We do not slip past God’s notice, not ever.  From Obadiah to Jesus, we have noted two points of connection: (1) we, like the Jews of ancient Judah, are the people of God.  Because of Jesus, we are the people of God.  (2) Like Edom, also descended from God’s chosen one, Abraham, we have a choice.  We can live in reverence of the God we know to be true (live in the light as 1 John 1:5-7 says), or we can act as if God is uninvolved.  Edom chose this second option and as a result fell under the judgment and verdict Obadiah delivered.
When we read Obadiah and hear it as word of God, we recognize that the prophet is on that mission from God.  His mission is to proclaim God’s authority.  He promises that in the end, justice will be served and God’s chosen will be with God on God’s mountain (Ob. 21).  However, those who oppose or taunt and deride the broken and fallen, God will judge and punish them.  Obadiah was sent to declare these things with prophetic authority.
We are left with our imagination.  What would it have been like if Edom has stood with Judah?

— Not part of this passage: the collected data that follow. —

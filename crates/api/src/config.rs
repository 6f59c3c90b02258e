/// Server configuration loaded from environment variables.
///
/// All fields have defaults suitable for local development.
/// In production, override via environment variables.
#[derive(Debug, Clone)]
pub struct ServerConfig {
    /// Bind address (default: `0.0.0.0`).
    pub host: String,
    /// Bind port (default: `3000`).
    pub port: u16,
    /// Allowed CORS origins, parsed from comma-separated `CORS_ORIGINS` env var.
    pub cors_origins: Vec<String>,
    /// HTTP request timeout in seconds (default: `30`).
    pub request_timeout_secs: u64,
    /// Upper bound on draining in-flight orchestration runs at shutdown (default: `30`).
    pub shutdown_timeout_secs: u64,
    /// Lifetime of a connection row after connect (default: `7200`).
    pub connection_ttl_secs: u64,
    /// How often expired connection rows are purged (default: `300`).
    pub connection_sweep_interval_secs: u64,
    /// Postgres connection string. Unset means in-memory stores.
    pub database_url: Option<String>,
    /// Base URL of an external connection gateway. Unset means pushes go to
    /// the sockets held by this process.
    pub connection_gateway_url: Option<String>,
    /// Declares this process the only replica over `DATABASE_URL`, so local
    /// socket delivery sees every live connection (default: `false`).
    pub single_replica: bool,
}

impl ServerConfig {
    /// Load configuration from environment variables with defaults.
    ///
    /// | Env Var                          | Default                    |
    /// |----------------------------------|----------------------------|
    /// | `HOST`                           | `0.0.0.0`                  |
    /// | `PORT`                           | `3000`                     |
    /// | `CORS_ORIGINS`                   | `http://localhost:5173`    |
    /// | `REQUEST_TIMEOUT_SECS`           | `30`                       |
    /// | `SHUTDOWN_TIMEOUT_SECS`          | `30`                       |
    /// | `CONNECTION_TTL_SECS`            | `7200`                     |
    /// | `CONNECTION_SWEEP_INTERVAL_SECS` | `300`                      |
    /// | `DATABASE_URL`                   | (unset)                    |
    /// | `CONNECTION_GATEWAY_URL`         | (unset)                    |
    /// | `SINGLE_REPLICA`                 | `false`                    |
    pub fn from_env() -> Self {
        let host = std::env::var("HOST").unwrap_or_else(|_| "0.0.0.0".into());

        let port: u16 = std::env::var("PORT")
            .unwrap_or_else(|_| "3000".into())
            .parse()
            .expect("PORT must be a valid u16");

        let cors_origins: Vec<String> = std::env::var("CORS_ORIGINS")
            .unwrap_or_else(|_| "http://localhost:5173".into())
            .split(',')
            .map(|s| s.trim().to_string())
            .filter(|s| !s.is_empty())
            .collect();

        let request_timeout_secs: u64 = std::env::var("REQUEST_TIMEOUT_SECS")
            .unwrap_or_else(|_| "30".into())
            .parse()
            .expect("REQUEST_TIMEOUT_SECS must be a valid u64");

        let shutdown_timeout_secs: u64 = std::env::var("SHUTDOWN_TIMEOUT_SECS")
            .unwrap_or_else(|_| "30".into())
            .parse()
            .expect("SHUTDOWN_TIMEOUT_SECS must be a valid u64");

        let connection_ttl_secs: u64 = std::env::var("CONNECTION_TTL_SECS")
            .unwrap_or_else(|_| "7200".into())
            .parse()
            .expect("CONNECTION_TTL_SECS must be a valid u64");

        let connection_sweep_interval_secs: u64 = std::env::var("CONNECTION_SWEEP_INTERVAL_SECS")
            .unwrap_or_else(|_| "300".into())
            .parse()
            .expect("CONNECTION_SWEEP_INTERVAL_SECS must be a valid u64");

        let database_url = std::env::var("DATABASE_URL").ok().filter(|s| !s.is_empty());
        let connection_gateway_url = std::env::var("CONNECTION_GATEWAY_URL")
            .ok()
            .filter(|s| !s.is_empty());

        let single_replica: bool = std::env::var("SINGLE_REPLICA")
            .unwrap_or_else(|_| "false".into())
            .parse()
            .expect("SINGLE_REPLICA must be true or false");

        Self {
            host,
            port,
            cors_origins,
            request_timeout_secs,
            shutdown_timeout_secs,
            connection_ttl_secs,
            connection_sweep_interval_secs,
            database_url,
            connection_gateway_url,
            single_replica,
        }
    }

    /// Whether pushes may go to sockets held by this process. Local delivery
    /// prunes registry rows it does not hold, which on a shared registry
    /// would delete connections owned by other replicas.
    pub fn local_delivery_allowed(&self) -> bool {
        self.connection_gateway_url.is_some() || self.database_url.is_none() || self.single_replica
    }

    pub fn connection_ttl(&self) -> chrono::Duration {
        chrono::Duration::seconds(self.connection_ttl_secs.min(i32::MAX as u64) as i64)
    }
}
//! Orchestration state machine.
//!
//! ```text
//! ValidateInput -> RunStage(separation) -> RunStage(transcription)
//!   -> MarkCompleted -> SendCompletionNotice -> CleanupIntermediateInputs -> Done
//!
//! ValidateInput / RunStage --(transient or task error)--> same state after backoff
//! ValidateInput / RunStage / MarkCompleted --(unrecoverable)--> Failed -> Done
//! MarkCompleted --(record deleted)--> Done(Abandoned)
//! ```
//!
//! [`transition`] is pure: the executor performs the side effect for the
//! current state, reports a [`StepOutcome`], and follows the returned
//! [`Transition`] (sleeping for `delay` first when set).

use std::time::Duration;

use unplugd_core::retry::{ErrorClass, RetryDecision, RetryPolicy};
use unplugd_core::stages::StageKind;

use crate::task::StageError;

/// Failures seen so far for the current step, per error class.
#[derive(Debug, Clone, Copy, Default, PartialEq, Eq)]
pub struct AttemptCounters {
    pub transient: u32,
    pub task_execution: u32,
    pub validation: u32,
}

impl AttemptCounters {
    /// Record a failure and return the new count for its class.
    pub fn record(&mut self, class: ErrorClass) -> u32 {
        let counter = match class {
            ErrorClass::TransientInfrastructure => &mut self.transient,
            ErrorClass::TaskExecution => &mut self.task_execution,
            ErrorClass::Validation => &mut self.validation,
        };
        *counter += 1;
        *counter
    }

    /// Invocations made so far, across classes, before the next one.
    pub fn total(&self) -> u32 {
        self.transient + self.task_execution + self.validation
    }
}

/// How a run ended.
#[derive(Debug, Clone, Copy, PartialEq, Eq)]
pub enum RunOutcome {
    Completed,
    Failed,
    /// The job record disappeared mid-run; nothing was written back.
    Abandoned,
}

#[derive(Debug, Clone, PartialEq)]
pub enum PipelineState {
    ValidateInput {
        attempts: AttemptCounters,
    },
    RunStage {
        stage: StageKind,
        attempts: AttemptCounters,
    },
    MarkCompleted,
    SendCompletionNotice,
    CleanupIntermediateInputs,
    Failed {
        error: StageError,
    },
    Done(RunOutcome),
}

impl PipelineState {
    /// Entry state of every run.
    pub fn start() -> Self {
        PipelineState::ValidateInput {
            attempts: AttemptCounters::default(),
        }
    }

    pub fn name(&self) -> &'static str {
        match self {
            PipelineState::ValidateInput { .. } => "ValidateInput",
            PipelineState::RunStage { .. } => "RunStage",
            PipelineState::MarkCompleted => "MarkCompleted",
            PipelineState::SendCompletionNotice => "SendCompletionNotice",
            PipelineState::CleanupIntermediateInputs => "CleanupIntermediateInputs",
            PipelineState::Failed { .. } => "Failed",
            PipelineState::Done(_) => "Done",
        }
    }
}

/// Result of performing the current state's side effect.
#[derive(Debug, Clone, PartialEq)]
pub enum StepOutcome {
    Validated,
    Invalid(StageError),
    StageSucceeded,
    StageFailed(StageError),
    Marked,
    /// The completion write failed for a reason other than a missing record.
    MarkFailed(StageError),
    RecordMissing,
    Notified,
    CleanedUp,
    Compensated,
}

#[derive(Debug, Clone, PartialEq)]
pub struct Transition {
    pub next: PipelineState,
    /// Backoff to wait before entering `next`.
    pub delay: Option<Duration>,
}

impl Transition {
    fn to(next: PipelineState) -> Self {
        Self { next, delay: None }
    }

    fn after(next: PipelineState, delay: Duration) -> Self {
        Self {
            next,
            delay: Some(delay),
        }
    }
}

fn first_stage() -> PipelineState {
    PipelineState::RunStage {
        stage: StageKind::first(),
        attempts: AttemptCounters::default(),
    }
}

/// Retry `state` after the policy's backoff, or give up with `error`.
fn retry_or_fail(
    attempts: AttemptCounters,
    error: StageError,
    policy: &RetryPolicy,
    state: impl FnOnce(AttemptCounters) -> PipelineState,
) -> Transition {
    let mut attempts = attempts;
    let failures = attempts.record(error.class);
    match policy.decide(error.class, failures) {
        RetryDecision::Retry { delay } => Transition::after(state(attempts), delay),
        RetryDecision::GiveUp => Transition::to(PipelineState::Failed { error }),
    }
}

/// Compute the next state.
pub fn transition(state: &PipelineState, outcome: StepOutcome, policy: &RetryPolicy) -> Transition {
    use PipelineState as S;
    use StepOutcome as O;

    match (state, outcome) {
        (S::Done(done), _) => Transition::to(S::Done(*done)),

        (S::ValidateInput { .. }, O::Validated) => Transition::to(first_stage()),
        (S::ValidateInput { attempts }, O::Invalid(error)) => {
            retry_or_fail(*attempts, error, policy, |attempts| S::ValidateInput { attempts })
        }

        (S::RunStage { stage, .. }, O::StageSucceeded) => match stage.next() {
            Some(next) => Transition::to(S::RunStage {
                stage: next,
                attempts: AttemptCounters::default(),
            }),
            None => Transition::to(S::MarkCompleted),
        },
        (S::RunStage { stage, attempts }, O::StageFailed(error)) => {
            let stage = *stage;
            retry_or_fail(*attempts, error, policy, |attempts| S::RunStage { stage, attempts })
        }

        (S::MarkCompleted, O::Marked) => Transition::to(S::SendCompletionNotice),
        (S::MarkCompleted, O::MarkFailed(error)) => Transition::to(S::Failed { error }),
        (S::MarkCompleted, O::RecordMissing) => Transition::to(S::Done(RunOutcome::Abandoned)),

        (S::SendCompletionNotice, O::Notified) => Transition::to(S::CleanupIntermediateInputs),
        (S::CleanupIntermediateInputs, O::CleanedUp) => {
            Transition::to(S::Done(RunOutcome::Completed))
        }

        (S::Failed { .. }, O::Compensated) => Transition::to(S::Done(RunOutcome::Failed)),

        (state, outcome) => Transition::to(S::Failed {
            error: StageError::task(format!(
                "unexpected outcome {outcome:?} in state {}",
                state.name()
            )),
        }),
    }
}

We are left with questions.  Are we guilty of acting as if God could care less about how we live?  Are we ignoring, failing to help or even heaping pain upon those around us who are already beaten, already hurting?  Are making the choice Edom made which landed Edom in the path of God’s anger?
Finally, we are left with our imagination.  What if?  “What if” questions should always accompany our reading and living of scripture.  What if we read Obadiah, imagine Edom, and then imagine how the story would go if Edom had done the opposite and instead stood with God’s people?  What if we today, diligently search until we see where God is active and who God loves, and what if we go there and love them?  What would the prophet say to us if we acted the opposite of how Edom acted?

[i] Obadiah is comprised of just 1 chapter so I list only verse numbers.